*TASK TO COMPLETE*.
Which lines of the records hold the string "MovementResult"? Report only how many of them there are.

Collection entries
# # # #
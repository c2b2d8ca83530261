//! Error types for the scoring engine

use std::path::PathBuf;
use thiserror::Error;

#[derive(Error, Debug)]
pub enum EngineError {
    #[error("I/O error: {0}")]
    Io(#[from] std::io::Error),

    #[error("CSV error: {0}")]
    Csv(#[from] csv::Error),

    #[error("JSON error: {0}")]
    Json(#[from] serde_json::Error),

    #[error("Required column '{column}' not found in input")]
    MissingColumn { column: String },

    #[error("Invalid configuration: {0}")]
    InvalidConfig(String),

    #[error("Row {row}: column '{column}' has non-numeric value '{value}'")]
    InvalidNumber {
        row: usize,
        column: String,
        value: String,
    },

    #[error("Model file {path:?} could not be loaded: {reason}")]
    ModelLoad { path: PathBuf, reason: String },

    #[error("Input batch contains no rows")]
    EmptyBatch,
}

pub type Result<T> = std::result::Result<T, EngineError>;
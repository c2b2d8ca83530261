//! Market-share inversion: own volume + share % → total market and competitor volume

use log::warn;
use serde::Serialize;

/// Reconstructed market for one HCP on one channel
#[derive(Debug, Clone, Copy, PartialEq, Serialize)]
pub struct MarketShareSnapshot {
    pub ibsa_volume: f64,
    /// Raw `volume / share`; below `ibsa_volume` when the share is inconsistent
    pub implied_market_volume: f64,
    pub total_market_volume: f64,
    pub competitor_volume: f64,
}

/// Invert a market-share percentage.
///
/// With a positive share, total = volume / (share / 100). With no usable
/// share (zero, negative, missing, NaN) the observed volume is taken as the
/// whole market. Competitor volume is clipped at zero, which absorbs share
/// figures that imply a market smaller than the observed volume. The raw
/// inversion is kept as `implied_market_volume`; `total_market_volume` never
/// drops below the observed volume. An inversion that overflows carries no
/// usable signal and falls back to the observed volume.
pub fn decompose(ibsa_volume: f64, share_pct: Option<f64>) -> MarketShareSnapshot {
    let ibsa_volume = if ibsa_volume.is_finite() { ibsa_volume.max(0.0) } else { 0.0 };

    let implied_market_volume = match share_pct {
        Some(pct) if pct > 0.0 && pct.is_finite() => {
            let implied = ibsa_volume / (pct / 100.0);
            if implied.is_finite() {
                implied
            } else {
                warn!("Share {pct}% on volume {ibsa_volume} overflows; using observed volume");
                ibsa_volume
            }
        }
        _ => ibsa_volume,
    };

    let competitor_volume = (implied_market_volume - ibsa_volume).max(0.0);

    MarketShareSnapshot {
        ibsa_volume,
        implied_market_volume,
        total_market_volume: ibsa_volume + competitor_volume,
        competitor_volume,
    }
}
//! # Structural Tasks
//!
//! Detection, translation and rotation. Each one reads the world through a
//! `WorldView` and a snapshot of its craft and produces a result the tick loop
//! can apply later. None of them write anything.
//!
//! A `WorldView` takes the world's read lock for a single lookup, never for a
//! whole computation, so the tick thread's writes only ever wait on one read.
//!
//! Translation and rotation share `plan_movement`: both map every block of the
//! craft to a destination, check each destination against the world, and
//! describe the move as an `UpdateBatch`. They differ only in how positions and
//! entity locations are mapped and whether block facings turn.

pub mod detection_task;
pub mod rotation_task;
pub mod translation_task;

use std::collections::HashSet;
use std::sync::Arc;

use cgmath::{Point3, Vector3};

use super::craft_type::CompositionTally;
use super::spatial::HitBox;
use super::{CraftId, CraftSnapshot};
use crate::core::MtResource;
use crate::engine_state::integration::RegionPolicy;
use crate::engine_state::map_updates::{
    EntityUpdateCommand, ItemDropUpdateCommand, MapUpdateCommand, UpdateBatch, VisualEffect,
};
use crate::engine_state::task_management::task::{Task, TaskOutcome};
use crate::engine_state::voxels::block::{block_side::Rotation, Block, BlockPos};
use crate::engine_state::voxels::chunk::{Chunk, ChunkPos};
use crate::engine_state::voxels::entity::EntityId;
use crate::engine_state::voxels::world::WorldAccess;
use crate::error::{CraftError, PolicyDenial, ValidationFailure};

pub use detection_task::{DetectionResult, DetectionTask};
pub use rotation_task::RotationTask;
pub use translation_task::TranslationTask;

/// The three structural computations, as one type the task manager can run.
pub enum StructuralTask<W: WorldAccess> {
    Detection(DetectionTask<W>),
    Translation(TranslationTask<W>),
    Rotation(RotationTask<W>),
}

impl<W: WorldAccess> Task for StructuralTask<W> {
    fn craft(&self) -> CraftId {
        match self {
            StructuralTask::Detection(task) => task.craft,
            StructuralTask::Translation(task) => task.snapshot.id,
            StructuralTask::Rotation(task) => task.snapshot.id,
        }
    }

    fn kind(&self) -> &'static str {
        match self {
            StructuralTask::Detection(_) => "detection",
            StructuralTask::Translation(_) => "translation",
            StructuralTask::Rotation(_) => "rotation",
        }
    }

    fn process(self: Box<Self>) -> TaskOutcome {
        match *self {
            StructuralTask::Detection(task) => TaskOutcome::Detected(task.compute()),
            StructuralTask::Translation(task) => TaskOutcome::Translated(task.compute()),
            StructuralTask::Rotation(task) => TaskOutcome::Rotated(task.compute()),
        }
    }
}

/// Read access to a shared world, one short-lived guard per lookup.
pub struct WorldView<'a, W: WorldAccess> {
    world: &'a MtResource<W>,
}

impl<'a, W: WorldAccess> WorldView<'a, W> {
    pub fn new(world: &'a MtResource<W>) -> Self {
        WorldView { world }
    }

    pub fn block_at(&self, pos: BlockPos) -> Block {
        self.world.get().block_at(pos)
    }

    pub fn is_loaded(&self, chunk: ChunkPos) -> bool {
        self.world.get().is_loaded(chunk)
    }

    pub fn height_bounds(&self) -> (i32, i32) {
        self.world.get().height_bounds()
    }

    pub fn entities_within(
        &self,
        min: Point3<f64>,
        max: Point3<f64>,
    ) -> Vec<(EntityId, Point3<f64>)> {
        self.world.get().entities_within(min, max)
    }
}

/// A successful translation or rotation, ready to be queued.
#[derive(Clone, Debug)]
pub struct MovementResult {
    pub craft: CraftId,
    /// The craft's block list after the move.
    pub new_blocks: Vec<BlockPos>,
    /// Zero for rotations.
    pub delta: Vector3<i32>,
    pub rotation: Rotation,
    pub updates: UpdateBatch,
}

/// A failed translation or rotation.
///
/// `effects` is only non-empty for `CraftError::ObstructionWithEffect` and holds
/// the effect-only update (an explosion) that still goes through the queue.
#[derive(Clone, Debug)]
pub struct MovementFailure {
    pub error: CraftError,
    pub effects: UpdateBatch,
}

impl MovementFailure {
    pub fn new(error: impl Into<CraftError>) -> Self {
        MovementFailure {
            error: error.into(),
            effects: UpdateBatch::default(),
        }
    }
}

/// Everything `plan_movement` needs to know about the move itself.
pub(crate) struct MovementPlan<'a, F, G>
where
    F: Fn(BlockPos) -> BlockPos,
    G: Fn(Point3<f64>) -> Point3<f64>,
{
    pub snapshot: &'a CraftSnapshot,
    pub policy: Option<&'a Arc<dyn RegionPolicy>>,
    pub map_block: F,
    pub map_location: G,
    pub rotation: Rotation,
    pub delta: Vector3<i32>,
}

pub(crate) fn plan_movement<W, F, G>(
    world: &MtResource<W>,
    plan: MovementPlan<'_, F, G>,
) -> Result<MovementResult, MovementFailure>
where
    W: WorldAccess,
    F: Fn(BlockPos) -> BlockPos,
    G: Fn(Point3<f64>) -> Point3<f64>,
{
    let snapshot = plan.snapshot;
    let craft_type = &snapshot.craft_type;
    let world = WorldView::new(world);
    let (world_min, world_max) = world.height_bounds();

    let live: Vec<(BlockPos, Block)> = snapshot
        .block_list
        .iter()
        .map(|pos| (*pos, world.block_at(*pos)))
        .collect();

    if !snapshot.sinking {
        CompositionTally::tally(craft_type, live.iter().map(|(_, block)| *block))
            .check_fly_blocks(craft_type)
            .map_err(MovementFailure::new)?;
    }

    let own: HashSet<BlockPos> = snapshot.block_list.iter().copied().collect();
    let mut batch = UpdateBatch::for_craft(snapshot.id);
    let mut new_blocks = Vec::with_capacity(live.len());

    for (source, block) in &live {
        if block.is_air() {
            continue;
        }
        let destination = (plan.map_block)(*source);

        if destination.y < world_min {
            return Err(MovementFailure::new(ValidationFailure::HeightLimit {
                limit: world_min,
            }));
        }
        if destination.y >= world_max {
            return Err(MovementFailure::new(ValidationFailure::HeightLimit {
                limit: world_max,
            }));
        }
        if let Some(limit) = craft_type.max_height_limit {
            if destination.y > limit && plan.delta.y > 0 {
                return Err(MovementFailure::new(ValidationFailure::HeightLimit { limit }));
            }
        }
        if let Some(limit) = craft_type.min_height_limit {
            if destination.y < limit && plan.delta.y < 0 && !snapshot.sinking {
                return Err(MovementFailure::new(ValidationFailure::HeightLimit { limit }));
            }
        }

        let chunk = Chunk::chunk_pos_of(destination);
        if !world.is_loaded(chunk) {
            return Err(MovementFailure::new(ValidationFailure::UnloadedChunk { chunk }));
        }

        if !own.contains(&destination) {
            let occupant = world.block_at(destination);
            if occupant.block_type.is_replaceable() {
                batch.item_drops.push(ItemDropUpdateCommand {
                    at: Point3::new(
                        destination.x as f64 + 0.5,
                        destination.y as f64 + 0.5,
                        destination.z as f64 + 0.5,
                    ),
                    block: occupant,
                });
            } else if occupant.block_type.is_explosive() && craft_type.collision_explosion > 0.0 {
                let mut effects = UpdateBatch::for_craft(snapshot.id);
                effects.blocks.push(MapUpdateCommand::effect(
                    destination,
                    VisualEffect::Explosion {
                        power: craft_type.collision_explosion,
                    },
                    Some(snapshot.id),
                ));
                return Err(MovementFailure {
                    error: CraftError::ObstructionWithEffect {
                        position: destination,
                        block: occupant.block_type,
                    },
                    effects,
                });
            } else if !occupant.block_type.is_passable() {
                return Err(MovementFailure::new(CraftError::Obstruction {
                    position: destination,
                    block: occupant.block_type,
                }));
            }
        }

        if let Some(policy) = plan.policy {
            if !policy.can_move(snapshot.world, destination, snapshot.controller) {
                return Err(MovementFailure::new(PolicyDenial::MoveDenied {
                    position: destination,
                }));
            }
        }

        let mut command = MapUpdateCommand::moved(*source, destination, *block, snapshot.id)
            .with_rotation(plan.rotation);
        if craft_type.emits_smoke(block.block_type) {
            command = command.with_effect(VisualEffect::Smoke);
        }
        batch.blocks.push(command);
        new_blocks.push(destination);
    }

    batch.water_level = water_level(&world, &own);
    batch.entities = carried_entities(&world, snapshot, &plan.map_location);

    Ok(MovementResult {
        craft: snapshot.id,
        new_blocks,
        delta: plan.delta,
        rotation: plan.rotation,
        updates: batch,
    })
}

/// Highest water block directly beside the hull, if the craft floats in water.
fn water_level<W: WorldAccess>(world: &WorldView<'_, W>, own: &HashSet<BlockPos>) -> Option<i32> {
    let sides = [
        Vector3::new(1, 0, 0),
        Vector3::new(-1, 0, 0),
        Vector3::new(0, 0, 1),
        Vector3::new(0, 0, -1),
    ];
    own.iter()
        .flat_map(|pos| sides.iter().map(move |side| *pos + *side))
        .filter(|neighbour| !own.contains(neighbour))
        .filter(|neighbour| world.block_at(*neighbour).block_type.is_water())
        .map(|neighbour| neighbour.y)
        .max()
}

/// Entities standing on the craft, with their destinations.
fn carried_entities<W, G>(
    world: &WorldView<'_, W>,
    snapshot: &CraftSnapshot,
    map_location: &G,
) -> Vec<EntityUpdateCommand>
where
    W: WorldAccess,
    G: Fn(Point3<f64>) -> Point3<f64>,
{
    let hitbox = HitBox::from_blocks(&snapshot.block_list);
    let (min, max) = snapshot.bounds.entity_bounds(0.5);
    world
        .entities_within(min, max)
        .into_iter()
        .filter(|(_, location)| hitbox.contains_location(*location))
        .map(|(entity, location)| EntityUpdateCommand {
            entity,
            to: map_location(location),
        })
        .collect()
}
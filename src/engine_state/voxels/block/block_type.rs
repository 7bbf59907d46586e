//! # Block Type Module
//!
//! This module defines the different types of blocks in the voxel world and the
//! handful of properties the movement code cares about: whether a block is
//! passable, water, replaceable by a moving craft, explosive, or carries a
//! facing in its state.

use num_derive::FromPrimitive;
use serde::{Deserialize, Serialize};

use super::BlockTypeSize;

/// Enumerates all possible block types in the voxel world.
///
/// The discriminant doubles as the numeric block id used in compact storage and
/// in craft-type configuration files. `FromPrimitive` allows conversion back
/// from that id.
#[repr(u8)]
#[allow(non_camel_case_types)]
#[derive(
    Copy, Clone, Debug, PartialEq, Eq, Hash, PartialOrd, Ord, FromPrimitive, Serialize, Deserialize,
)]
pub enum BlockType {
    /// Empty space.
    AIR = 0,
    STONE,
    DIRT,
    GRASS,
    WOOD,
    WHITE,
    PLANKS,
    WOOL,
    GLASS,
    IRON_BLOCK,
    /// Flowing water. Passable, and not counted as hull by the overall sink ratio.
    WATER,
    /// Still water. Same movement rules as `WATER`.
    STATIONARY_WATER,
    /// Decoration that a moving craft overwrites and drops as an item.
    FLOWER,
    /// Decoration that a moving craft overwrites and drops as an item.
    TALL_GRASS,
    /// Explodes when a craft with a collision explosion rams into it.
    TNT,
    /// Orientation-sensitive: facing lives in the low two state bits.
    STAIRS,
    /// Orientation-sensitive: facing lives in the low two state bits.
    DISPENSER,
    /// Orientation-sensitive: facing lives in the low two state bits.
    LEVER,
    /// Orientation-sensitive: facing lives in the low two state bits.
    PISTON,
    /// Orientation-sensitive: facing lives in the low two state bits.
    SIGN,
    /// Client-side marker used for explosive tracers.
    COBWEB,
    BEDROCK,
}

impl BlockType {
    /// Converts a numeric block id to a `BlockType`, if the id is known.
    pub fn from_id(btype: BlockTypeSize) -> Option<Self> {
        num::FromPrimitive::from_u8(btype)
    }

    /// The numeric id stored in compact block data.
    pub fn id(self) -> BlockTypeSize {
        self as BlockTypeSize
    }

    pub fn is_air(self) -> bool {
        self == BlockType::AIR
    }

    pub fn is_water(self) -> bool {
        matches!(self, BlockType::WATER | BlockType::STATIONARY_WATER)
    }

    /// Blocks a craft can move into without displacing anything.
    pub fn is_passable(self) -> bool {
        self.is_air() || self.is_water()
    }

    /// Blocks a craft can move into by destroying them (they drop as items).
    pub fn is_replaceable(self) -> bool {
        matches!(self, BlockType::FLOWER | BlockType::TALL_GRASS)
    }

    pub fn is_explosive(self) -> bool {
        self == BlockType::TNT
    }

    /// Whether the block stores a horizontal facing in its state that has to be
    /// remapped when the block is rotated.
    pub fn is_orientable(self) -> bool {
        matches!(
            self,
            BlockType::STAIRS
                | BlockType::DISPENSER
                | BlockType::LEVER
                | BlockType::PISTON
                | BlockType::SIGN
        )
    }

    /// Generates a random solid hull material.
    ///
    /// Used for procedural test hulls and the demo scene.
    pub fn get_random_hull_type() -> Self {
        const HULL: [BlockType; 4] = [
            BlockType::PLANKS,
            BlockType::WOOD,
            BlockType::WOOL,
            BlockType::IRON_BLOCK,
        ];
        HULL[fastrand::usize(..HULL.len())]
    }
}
# # # #
*FINISHED EXERCISE*.
3